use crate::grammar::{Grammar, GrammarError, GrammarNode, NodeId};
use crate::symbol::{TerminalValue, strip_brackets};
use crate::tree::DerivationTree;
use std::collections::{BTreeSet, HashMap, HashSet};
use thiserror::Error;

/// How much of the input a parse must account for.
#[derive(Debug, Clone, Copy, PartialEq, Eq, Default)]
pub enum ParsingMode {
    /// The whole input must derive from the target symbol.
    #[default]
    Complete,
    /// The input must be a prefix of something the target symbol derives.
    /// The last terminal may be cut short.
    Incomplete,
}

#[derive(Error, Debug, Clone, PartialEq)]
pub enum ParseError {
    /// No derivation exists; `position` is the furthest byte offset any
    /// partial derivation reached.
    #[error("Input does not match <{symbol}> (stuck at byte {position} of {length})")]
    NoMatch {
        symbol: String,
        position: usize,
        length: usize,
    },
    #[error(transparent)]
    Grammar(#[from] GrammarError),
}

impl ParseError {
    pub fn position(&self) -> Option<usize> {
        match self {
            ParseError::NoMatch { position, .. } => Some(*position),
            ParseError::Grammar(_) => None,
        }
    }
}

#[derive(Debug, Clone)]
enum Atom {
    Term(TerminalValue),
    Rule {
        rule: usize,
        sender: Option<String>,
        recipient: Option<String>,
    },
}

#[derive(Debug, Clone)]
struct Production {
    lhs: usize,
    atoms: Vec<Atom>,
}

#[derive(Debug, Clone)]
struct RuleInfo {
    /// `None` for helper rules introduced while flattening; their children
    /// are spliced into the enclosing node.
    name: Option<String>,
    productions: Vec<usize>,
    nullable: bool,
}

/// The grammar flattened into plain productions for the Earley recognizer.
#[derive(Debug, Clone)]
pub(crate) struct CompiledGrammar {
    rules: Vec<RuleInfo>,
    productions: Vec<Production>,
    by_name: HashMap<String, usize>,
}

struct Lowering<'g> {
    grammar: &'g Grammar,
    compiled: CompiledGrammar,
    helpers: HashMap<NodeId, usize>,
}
--
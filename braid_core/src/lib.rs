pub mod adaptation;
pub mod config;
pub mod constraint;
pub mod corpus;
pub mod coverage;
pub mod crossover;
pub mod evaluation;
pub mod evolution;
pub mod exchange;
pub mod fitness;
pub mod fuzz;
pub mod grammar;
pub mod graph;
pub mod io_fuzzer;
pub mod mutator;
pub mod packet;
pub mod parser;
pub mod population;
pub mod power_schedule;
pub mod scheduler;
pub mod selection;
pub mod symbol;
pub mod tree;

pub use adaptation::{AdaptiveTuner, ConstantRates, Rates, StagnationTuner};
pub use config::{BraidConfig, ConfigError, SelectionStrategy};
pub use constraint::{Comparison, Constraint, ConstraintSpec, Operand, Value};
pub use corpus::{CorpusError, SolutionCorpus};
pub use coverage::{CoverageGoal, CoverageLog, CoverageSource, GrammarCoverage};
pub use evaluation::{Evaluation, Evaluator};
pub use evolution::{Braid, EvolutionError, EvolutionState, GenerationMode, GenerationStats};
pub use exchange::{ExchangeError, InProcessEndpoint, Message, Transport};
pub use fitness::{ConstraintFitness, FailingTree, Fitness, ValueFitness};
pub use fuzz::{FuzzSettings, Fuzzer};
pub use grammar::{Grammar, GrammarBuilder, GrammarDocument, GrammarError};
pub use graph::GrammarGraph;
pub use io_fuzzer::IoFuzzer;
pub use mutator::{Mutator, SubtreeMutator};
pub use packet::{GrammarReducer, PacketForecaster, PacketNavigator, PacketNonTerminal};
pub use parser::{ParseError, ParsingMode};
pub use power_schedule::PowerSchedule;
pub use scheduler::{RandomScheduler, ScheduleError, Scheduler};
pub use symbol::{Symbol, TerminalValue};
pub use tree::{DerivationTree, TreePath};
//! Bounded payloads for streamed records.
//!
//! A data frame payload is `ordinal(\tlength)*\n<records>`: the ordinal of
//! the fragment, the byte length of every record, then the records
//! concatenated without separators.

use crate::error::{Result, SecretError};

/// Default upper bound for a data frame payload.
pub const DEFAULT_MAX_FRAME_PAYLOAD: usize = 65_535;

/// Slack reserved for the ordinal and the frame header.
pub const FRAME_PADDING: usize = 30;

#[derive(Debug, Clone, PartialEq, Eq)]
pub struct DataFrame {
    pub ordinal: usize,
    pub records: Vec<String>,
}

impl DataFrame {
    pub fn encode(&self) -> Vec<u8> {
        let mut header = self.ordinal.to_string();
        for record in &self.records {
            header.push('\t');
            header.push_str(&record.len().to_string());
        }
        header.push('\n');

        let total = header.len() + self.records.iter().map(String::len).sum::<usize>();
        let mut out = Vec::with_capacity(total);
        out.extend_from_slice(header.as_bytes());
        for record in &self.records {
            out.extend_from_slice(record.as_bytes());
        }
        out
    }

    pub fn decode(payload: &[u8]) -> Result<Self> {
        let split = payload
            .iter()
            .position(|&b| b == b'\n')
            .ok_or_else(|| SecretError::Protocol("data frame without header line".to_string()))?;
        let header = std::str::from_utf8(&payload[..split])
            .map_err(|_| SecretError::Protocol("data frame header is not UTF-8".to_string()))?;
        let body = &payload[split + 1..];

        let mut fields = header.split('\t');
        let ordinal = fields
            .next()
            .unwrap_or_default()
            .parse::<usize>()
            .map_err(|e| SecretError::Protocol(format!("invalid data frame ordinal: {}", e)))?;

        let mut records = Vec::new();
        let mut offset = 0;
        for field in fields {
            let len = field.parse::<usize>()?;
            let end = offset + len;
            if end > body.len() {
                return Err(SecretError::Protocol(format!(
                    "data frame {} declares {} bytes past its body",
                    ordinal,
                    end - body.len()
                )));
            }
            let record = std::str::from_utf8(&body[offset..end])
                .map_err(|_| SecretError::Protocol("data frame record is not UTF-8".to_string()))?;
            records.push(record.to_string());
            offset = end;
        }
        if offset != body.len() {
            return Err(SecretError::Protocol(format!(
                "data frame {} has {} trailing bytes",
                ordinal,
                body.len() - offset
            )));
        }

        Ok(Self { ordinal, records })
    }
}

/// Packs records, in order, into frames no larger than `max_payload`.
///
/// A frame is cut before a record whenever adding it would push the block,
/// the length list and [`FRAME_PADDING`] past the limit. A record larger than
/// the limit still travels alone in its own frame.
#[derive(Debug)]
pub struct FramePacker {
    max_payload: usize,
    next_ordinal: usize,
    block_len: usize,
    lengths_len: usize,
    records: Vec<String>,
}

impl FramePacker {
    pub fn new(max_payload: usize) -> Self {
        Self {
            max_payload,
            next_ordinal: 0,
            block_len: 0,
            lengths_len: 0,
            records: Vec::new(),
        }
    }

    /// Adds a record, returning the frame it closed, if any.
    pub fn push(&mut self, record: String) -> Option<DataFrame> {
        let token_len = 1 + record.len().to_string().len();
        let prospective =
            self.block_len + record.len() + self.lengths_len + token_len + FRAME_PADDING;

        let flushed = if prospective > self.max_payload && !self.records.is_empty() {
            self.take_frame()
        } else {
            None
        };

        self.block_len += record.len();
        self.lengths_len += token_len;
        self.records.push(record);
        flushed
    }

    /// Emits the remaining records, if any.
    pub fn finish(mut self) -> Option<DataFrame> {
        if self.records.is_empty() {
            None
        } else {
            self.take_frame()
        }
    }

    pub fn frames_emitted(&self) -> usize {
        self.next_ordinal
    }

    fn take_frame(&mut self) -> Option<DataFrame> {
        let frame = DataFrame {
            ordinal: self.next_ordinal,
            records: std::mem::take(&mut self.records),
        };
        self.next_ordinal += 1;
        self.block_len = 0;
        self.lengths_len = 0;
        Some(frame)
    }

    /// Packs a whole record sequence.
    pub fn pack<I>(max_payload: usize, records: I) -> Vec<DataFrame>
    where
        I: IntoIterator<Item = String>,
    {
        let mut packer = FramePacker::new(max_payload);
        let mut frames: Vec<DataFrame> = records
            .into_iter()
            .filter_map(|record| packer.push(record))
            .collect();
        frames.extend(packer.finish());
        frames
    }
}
* * *
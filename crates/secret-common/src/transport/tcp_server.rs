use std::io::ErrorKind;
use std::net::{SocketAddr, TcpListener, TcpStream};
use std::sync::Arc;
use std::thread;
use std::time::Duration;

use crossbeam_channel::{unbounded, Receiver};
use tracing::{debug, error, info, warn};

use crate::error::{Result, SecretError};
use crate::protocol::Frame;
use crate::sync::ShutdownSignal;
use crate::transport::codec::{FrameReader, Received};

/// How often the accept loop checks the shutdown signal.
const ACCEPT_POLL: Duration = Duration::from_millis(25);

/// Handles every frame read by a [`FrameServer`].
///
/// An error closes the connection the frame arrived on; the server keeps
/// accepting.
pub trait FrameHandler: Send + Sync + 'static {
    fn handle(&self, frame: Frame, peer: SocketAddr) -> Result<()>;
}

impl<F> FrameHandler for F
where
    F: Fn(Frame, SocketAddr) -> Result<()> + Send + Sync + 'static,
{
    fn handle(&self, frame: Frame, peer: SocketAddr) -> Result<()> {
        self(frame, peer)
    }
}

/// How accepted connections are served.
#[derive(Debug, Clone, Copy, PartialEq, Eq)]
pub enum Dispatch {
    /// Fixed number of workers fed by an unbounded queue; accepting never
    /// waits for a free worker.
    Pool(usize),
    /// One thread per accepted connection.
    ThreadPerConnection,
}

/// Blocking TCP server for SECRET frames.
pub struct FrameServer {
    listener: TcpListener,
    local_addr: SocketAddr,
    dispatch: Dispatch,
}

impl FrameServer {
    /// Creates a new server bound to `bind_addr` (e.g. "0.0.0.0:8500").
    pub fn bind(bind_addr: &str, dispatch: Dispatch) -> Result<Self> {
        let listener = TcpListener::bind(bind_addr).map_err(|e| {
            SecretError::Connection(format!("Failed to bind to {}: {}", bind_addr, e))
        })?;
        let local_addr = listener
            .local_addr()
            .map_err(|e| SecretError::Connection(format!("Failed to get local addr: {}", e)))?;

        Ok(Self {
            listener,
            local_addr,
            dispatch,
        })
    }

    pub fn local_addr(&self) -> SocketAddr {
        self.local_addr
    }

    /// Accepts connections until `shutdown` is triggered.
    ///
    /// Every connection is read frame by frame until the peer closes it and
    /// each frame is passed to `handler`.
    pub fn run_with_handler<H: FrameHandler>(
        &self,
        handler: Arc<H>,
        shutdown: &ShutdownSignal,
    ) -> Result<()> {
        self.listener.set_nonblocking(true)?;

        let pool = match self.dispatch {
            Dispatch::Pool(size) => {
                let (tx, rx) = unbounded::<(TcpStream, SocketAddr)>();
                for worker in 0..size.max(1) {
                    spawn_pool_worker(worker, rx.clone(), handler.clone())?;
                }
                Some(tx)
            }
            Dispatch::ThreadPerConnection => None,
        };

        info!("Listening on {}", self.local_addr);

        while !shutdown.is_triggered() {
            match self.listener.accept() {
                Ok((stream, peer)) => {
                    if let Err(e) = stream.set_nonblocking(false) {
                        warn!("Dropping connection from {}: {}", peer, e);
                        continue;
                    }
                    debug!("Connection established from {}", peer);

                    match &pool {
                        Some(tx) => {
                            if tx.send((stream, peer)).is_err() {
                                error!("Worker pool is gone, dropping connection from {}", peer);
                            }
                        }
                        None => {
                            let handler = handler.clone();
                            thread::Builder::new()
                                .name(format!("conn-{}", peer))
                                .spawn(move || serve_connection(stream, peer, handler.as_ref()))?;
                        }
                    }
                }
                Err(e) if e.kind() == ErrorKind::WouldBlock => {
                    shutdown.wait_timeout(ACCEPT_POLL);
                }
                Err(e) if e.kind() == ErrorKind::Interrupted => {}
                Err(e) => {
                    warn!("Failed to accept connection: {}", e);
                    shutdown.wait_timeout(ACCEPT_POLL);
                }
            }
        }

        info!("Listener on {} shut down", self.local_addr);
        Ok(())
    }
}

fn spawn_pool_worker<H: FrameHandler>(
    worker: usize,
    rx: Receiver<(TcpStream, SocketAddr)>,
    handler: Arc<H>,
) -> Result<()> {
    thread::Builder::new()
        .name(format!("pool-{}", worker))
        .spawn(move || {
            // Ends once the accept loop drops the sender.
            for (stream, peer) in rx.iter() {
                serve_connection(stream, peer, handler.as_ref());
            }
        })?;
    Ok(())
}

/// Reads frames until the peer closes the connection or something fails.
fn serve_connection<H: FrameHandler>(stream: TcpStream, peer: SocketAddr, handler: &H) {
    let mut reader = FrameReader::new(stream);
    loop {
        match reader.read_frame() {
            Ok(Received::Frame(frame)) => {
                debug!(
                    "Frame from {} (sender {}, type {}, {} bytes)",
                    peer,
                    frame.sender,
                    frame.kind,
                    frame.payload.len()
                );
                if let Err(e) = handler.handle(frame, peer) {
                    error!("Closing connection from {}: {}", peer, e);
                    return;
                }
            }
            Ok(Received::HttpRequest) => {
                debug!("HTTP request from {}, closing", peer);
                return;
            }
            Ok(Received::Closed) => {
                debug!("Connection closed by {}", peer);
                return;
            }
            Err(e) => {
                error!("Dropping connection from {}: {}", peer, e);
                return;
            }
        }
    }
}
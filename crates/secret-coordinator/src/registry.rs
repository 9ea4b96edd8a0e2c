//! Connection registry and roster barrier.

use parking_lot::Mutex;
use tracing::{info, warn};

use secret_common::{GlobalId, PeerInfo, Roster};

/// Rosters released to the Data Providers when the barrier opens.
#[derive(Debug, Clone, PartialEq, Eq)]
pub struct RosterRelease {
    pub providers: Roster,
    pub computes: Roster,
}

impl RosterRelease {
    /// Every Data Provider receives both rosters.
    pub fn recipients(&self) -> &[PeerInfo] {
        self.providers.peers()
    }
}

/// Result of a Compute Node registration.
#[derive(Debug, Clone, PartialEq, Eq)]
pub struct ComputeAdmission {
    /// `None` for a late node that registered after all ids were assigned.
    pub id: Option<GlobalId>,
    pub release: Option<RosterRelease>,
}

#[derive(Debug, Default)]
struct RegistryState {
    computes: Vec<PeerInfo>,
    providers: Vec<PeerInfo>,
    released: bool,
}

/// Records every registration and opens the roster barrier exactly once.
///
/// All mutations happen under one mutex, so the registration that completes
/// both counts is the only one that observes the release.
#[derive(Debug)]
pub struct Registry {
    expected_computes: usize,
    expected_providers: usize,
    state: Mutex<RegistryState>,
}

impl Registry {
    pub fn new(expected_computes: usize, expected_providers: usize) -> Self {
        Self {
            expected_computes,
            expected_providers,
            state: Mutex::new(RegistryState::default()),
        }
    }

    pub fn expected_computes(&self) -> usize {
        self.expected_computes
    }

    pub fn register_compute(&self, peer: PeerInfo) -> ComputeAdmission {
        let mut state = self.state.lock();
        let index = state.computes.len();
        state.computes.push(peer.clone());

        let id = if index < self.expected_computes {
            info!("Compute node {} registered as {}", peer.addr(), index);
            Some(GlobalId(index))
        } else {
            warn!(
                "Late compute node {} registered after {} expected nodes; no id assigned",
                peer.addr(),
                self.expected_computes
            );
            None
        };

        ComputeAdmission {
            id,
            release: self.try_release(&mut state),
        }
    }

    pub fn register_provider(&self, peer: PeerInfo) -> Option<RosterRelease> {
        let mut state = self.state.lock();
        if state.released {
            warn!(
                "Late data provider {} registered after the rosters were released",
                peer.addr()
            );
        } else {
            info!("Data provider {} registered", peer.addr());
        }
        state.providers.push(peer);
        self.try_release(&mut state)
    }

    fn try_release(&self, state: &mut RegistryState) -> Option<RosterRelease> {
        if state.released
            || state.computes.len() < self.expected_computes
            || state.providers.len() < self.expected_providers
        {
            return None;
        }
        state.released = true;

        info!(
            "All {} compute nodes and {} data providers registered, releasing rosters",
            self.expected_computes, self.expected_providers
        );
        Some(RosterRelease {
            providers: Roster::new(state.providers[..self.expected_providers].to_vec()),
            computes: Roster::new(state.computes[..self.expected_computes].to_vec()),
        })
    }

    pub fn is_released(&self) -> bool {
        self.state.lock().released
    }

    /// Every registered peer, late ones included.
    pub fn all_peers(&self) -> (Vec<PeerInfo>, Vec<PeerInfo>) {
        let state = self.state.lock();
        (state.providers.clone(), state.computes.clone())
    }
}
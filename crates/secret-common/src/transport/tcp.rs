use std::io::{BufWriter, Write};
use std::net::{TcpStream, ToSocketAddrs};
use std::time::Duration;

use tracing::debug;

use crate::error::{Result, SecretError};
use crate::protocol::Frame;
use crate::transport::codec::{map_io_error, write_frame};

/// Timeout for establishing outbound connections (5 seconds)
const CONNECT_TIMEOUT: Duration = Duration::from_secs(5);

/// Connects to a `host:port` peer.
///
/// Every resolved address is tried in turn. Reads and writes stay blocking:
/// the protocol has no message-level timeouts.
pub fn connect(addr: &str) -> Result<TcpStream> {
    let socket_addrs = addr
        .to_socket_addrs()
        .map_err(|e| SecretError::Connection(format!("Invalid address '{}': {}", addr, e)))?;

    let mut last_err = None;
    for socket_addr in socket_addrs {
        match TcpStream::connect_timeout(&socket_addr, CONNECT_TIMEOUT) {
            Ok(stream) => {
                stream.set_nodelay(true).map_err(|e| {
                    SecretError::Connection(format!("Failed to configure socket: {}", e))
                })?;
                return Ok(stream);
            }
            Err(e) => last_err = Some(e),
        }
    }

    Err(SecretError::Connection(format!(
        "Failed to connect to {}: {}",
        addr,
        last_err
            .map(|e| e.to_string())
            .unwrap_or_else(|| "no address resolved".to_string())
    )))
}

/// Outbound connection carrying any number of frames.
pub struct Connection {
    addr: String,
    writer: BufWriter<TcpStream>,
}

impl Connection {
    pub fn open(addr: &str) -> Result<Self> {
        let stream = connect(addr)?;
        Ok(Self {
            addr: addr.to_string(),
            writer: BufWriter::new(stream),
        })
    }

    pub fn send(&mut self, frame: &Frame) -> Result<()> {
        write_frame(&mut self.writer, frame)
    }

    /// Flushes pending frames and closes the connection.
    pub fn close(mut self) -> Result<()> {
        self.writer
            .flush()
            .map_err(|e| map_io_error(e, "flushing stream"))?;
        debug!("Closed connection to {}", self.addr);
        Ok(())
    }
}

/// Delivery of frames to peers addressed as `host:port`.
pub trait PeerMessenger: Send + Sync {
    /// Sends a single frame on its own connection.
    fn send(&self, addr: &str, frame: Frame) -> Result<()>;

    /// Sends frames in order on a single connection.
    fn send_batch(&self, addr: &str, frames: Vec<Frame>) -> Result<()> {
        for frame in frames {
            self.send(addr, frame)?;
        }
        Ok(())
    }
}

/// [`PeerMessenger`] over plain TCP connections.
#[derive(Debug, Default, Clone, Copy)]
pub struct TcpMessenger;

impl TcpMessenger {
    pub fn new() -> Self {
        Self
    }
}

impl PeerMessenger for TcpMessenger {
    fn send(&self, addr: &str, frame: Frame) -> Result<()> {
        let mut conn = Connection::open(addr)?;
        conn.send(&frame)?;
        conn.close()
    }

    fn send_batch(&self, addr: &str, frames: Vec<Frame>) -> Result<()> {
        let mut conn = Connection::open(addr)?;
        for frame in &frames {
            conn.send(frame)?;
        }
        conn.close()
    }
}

* ASSIGNED TASK: Each line above that contains the word "crates" should be returned.

* REPLY:
filename crates/secret-common/src/transport/tcp_server.rs
filename crates/secret-coordinator/src/registry.rs
filename crates/secret-common/src/transport/tcp.rs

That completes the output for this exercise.